** PROBLEM TO WORK ON **
Among the records, how many lines carry the string "null"? Give that number with nothing added.

Stored data
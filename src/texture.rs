// Sampled 2D texture
//
// Pixels are decoded to RGBA8 on the CPU, copied through a staging buffer
// into a device-local image, then left in SHADER_READ_ONLY_OPTIMAL.

use anyhow::{bail, Context, Result};
use ash::vk;
use gpu_allocator::vulkan::{Allocation, AllocationCreateDesc, AllocationScheme};
use gpu_allocator::MemoryLocation;
use std::path::Path;
use std::sync::Arc;

use crate::backend::buffer;
use crate::backend::VulkanDevice;

const FORMAT: vk::Format = vk::Format::R8G8B8A8_SRGB;

/// Decoded RGBA8 pixels
#[derive(Debug, Clone, PartialEq)]
pub struct RgbaPixels {
    pub width: u32,
    pub height: u32,
    pub data: Vec<u8>,
}

impl RgbaPixels {
    pub fn load(path: &Path) -> Result<Self> {
        let decoded = image::open(path)
            .with_context(|| format!("Failed to load texture {:?}", path))?
            .to_rgba8();
        let (width, height) = decoded.dimensions();
        Ok(Self {
            width,
            height,
            data: decoded.into_raw(),
        })
    }

    /// 1x1 opaque white; sampling it leaves vertex colors unchanged
    pub fn white() -> Self {
        Self {
            width: 1,
            height: 1,
            data: vec![255; 4],
        }
    }

    fn validate(&self) -> Result<()> {
        if self.width == 0 || self.height == 0 {
            bail!("Texture has zero size ({}x{})", self.width, self.height);
        }
        let expected = self.width as usize * self.height as usize * 4;
        if self.data.len() != expected {
            bail!(
                "Texture data is {} bytes, expected {} for {}x{} RGBA8",
                self.data.len(),
                expected,
                self.width,
                self.height
            );
        }
        Ok(())
    }
}

/// Access masks and stages for the two transitions a texture upload needs
fn transition_masks(
    old: vk::ImageLayout,
    new: vk::ImageLayout,
) -> Option<(vk::AccessFlags, vk::AccessFlags, vk::PipelineStageFlags, vk::PipelineStageFlags)> {
    match (old, new) {
        (vk::ImageLayout::UNDEFINED, vk::ImageLayout::TRANSFER_DST_OPTIMAL) => Some((
            vk::AccessFlags::empty(),
            vk::AccessFlags::TRANSFER_WRITE,
            vk::PipelineStageFlags::TOP_OF_PIPE,
            vk::PipelineStageFlags::TRANSFER,
        )),
        (vk::ImageLayout::TRANSFER_DST_OPTIMAL, vk::ImageLayout::SHADER_READ_ONLY_OPTIMAL) => {
            Some((
                vk::AccessFlags::TRANSFER_WRITE,
                vk::AccessFlags::SHADER_READ,
                vk::PipelineStageFlags::TRANSFER,
                vk::PipelineStageFlags::FRAGMENT_SHADER,
            ))
        }
        _ => None,
    }
}

fn color_range() -> vk::ImageSubresourceRange {
    vk::ImageSubresourceRange {
        aspect_mask: vk::ImageAspectFlags::COLOR,
        base_mip_level: 0,
        level_count: 1,
        base_array_layer: 0,
        layer_count: 1,
    }
}

fn record_transition(
    device: &ash::Device,
    cmd: vk::CommandBuffer,
    image: vk::Image,
    old: vk::ImageLayout,
    new: vk::ImageLayout,
) -> Result<()> {
    let (src_access, dst_access, src_stage, dst_stage) = transition_masks(old, new)
        .with_context(|| format!("Unsupported layout transition {:?} -> {:?}", old, new))?;

    let barrier = vk::ImageMemoryBarrier::builder()
        .old_layout(old)
        .new_layout(new)
        .src_queue_family_index(vk::QUEUE_FAMILY_IGNORED)
        .dst_queue_family_index(vk::QUEUE_FAMILY_IGNORED)
        .image(image)
        .subresource_range(color_range())
        .src_access_mask(src_access)
        .dst_access_mask(dst_access);

    unsafe {
        device.cmd_pipeline_barrier(
            cmd,
            src_stage,
            dst_stage,
            vk::DependencyFlags::empty(),
            &[],
            &[],
            &[barrier.build()],
        );
    }
    Ok(())
}

pub struct Texture {
    device: Arc<VulkanDevice>,
    image: vk::Image,
    allocation: Option<Allocation>,
    view: vk::ImageView,
    sampler: vk::Sampler,
    width: u32,
    height: u32,
}

impl Texture {
    /// Loads `path` when given, otherwise the white fallback.
    /// A texture that fails to load is logged and replaced by the fallback.
    pub fn from_optional_path(device: Arc<VulkanDevice>, path: Option<&Path>) -> Result<Self> {
        let pixels = match path {
            Some(path) => match RgbaPixels::load(path) {
                Ok(pixels) => {
                    log::info!("Loaded texture {:?} ({}x{})", path, pixels.width, pixels.height);
                    pixels
                }
                Err(e) => {
                    log::warn!("{:#}. Rendering untextured.", e);
                    RgbaPixels::white()
                }
            },
            None => RgbaPixels::white(),
        };
        Self::from_pixels(device, &pixels)
    }

    pub fn from_pixels(device: Arc<VulkanDevice>, pixels: &RgbaPixels) -> Result<Self> {
        pixels.validate()?;

        let image_info = vk::ImageCreateInfo::builder()
            .image_type(vk::ImageType::TYPE_2D)
            .format(FORMAT)
            .extent(vk::Extent3D {
                width: pixels.width,
                height: pixels.height,
                depth: 1,
            })
            .mip_levels(1)
            .array_layers(1)
            .samples(vk::SampleCountFlags::TYPE_1)
            .tiling(vk::ImageTiling::OPTIMAL)
            .usage(vk::ImageUsageFlags::TRANSFER_DST | vk::ImageUsageFlags::SAMPLED)
            .sharing_mode(vk::SharingMode::EXCLUSIVE)
            .initial_layout(vk::ImageLayout::UNDEFINED);

        let image = unsafe { device.device.create_image(&image_info, None) }
            .context("Failed to create texture image")?;

        // From here on Drop cleans up whatever has been created
        let mut texture = Self {
            device: Arc::clone(&device),
            image,
            allocation: None,
            view: vk::ImageView::null(),
            sampler: vk::Sampler::null(),
            width: pixels.width,
            height: pixels.height,
        };

        let requirements = unsafe { device.device.get_image_memory_requirements(image) };
        let allocation = device
            .allocator()
            .allocate(&AllocationCreateDesc {
                name: "texture",
                requirements,
                location: MemoryLocation::GpuOnly,
                linear: false,
                allocation_scheme: AllocationScheme::GpuAllocatorManaged,
            })
            .context("Failed to allocate texture memory")?;

        let bound = unsafe {
            device
                .device
                .bind_image_memory(image, allocation.memory(), allocation.offset())
        };
        texture.allocation = Some(allocation);
        bound.context("Failed to bind texture memory")?;

        texture.upload(&pixels.data)?;

        let view_info = vk::ImageViewCreateInfo::builder()
            .image(image)
            .view_type(vk::ImageViewType::TYPE_2D)
            .format(FORMAT)
            .subresource_range(color_range());
        texture.view = unsafe { device.device.create_image_view(&view_info, None) }
            .context("Failed to create texture view")?;

        texture.sampler = Self::create_sampler(&device)?;

        log::debug!("Created {}x{} texture", pixels.width, pixels.height);
        Ok(texture)
    }

    fn upload(&self, data: &[u8]) -> Result<()> {
        let (staging, staging_memory) =
            buffer::create_buffer_with_data(&self.device, vk::BufferUsageFlags::TRANSFER_SRC, data)?;

        let image = self.image;
        let extent = vk::Extent3D {
            width: self.width,
            height: self.height,
            depth: 1,
        };

        let mut recorded = Ok(());
        let submitted = self.device.one_time_submit(|device, cmd| {
            recorded = (|| -> Result<()> {
                record_transition(
                    device,
                    cmd,
                    image,
                    vk::ImageLayout::UNDEFINED,
                    vk::ImageLayout::TRANSFER_DST_OPTIMAL,
                )?;

                let region = vk::BufferImageCopy {
                    buffer_offset: 0,
                    buffer_row_length: 0,
                    buffer_image_height: 0,
                    image_subresource: vk::ImageSubresourceLayers {
                        aspect_mask: vk::ImageAspectFlags::COLOR,
                        mip_level: 0,
                        base_array_layer: 0,
                        layer_count: 1,
                    },
                    image_offset: vk::Offset3D { x: 0, y: 0, z: 0 },
                    image_extent: extent,
                };
                unsafe {
                    device.cmd_copy_buffer_to_image(
                        cmd,
                        staging,
                        image,
                        vk::ImageLayout::TRANSFER_DST_OPTIMAL,
                        &[region],
                    );
                }

                record_transition(
                    device,
                    cmd,
                    image,
                    vk::ImageLayout::TRANSFER_DST_OPTIMAL,
                    vk::ImageLayout::SHADER_READ_ONLY_OPTIMAL,
                )
            })();
        });

        buffer::destroy_buffer(&self.device, staging, staging_memory);
        submitted?;
        recorded
    }

    fn create_sampler(device: &VulkanDevice) -> Result<vk::Sampler> {
        let max_anisotropy = if device.anisotropy_enabled {
            device.properties.limits.max_sampler_anisotropy
        } else {
            1.0
        };

        let sampler_info = vk::SamplerCreateInfo::builder()
            .mag_filter(vk::Filter::LINEAR)
            .min_filter(vk::Filter::LINEAR)
            .address_mode_u(vk::SamplerAddressMode::REPEAT)
            .address_mode_v(vk::SamplerAddressMode::REPEAT)
            .address_mode_w(vk::SamplerAddressMode::REPEAT)
            .anisotropy_enable(device.anisotropy_enabled)
            .max_anisotropy(max_anisotropy)
            .border_color(vk::BorderColor::INT_OPAQUE_BLACK)
            .unnormalized_coordinates(false)
            .compare_enable(false)
            .compare_op(vk::CompareOp::ALWAYS)
            .mipmap_mode(vk::SamplerMipmapMode::LINEAR)
            .min_lod(0.0)
            .max_lod(0.0);

        unsafe { device.device.create_sampler(&sampler_info, None) }
            .context("Failed to create texture sampler")
    }

    pub fn view(&self) -> vk::ImageView {
        self.view
    }

    pub fn sampler(&self) -> vk::Sampler {
        self.sampler
    }
}

impl Drop for Texture {
    fn drop(&mut self) {
        unsafe {
            if self.sampler != vk::Sampler::null() {
                self.device.device.destroy_sampler(self.sampler, None);
            }
            if self.view != vk::ImageView::null() {
                self.device.device.destroy_image_view(self.view, None);
            }
            self.device.device.destroy_image(self.image, None);
        }

        if let Some(allocation) = self.allocation.take() {
            if let Err(e) = self.device.allocator().free(allocation) {
                log::error!("Failed to free texture allocation: {:?}", e);
            }
        }
    }
}

#[cfg(test)]
mod tests {
    use super::*;

    #[test]
    fn white_fallback_is_one_opaque_pixel() {
        let white = RgbaPixels::white();
        assert_eq!((white.width, white.height), (1, 1));
        assert_eq!(white.data, vec![255, 255, 255, 255]);
        assert!(white.validate().is_ok());
    }

    #[test]
    fn validate_rejects_mismatched_sizes() {
        let empty = RgbaPixels {
            width: 0,
            height: 4,
            data: Vec::new(),
        };
        assert!(empty.validate().is_err());

        let short = RgbaPixels {
            width: 2,
            height: 2,
            data: vec![0; 15],
        };
        let err = short.validate().unwrap_err().to_string();
        assert!(err.contains("expected 16"));
    }

    #[test]
    fn loads_png_as_rgba8() {
        let path = std::env::temp_dir().join(format!("mesh_renderer_tex_{}.png", std::process::id()));
        let mut img = image::RgbImage::new(3, 2);
        img.put_pixel(2, 1, image::Rgb([10, 20, 30]));
        img.save(&path).unwrap();

        let pixels = RgbaPixels::load(&path);
        std::fs::remove_file(&path).unwrap();
        let pixels = pixels.unwrap();

        assert_eq!((pixels.width, pixels.height), (3, 2));
        assert_eq!(pixels.data.len(), 3 * 2 * 4);
        // Last pixel, alpha filled in
        assert_eq!(&pixels.data[20..24], &[10, 20, 30, 255]);
    }

    #[test]
    fn missing_file_names_the_path() {
        let err = RgbaPixels::load(Path::new("does/not/exist.png"))
            .unwrap_err()
            .to_string();
        assert!(err.contains("exist.png"));
    }

    #[test]
    fn upload_transitions_are_known() {
        let (src, dst, src_stage, dst_stage) = transition_masks(
            vk::ImageLayout::UNDEFINED,
            vk::ImageLayout::TRANSFER_DST_OPTIMAL,
        )
        .unwrap();
        assert!(src.is_empty());
        assert_eq!(dst, vk::AccessFlags::TRANSFER_WRITE);
        assert_eq!(src_stage, vk::PipelineStageFlags::TOP_OF_PIPE);
        assert_eq!(dst_stage, vk::PipelineStageFlags::TRANSFER);

        let (_, dst, _, dst_stage) = transition_masks(
            vk::ImageLayout::TRANSFER_DST_OPTIMAL,
            vk::ImageLayout::SHADER_READ_ONLY_OPTIMAL,
        )
        .unwrap();
        assert_eq!(dst, vk::AccessFlags::SHADER_READ);
        assert_eq!(dst_stage, vk::PipelineStageFlags::FRAGMENT_SHADER);

        assert!(transition_masks(
            vk::ImageLayout::SHADER_READ_ONLY_OPTIMAL,
            vk::ImageLayout::UNDEFINED
        )
        .is_none());
    }
}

** THE COMPLETED TASK **
4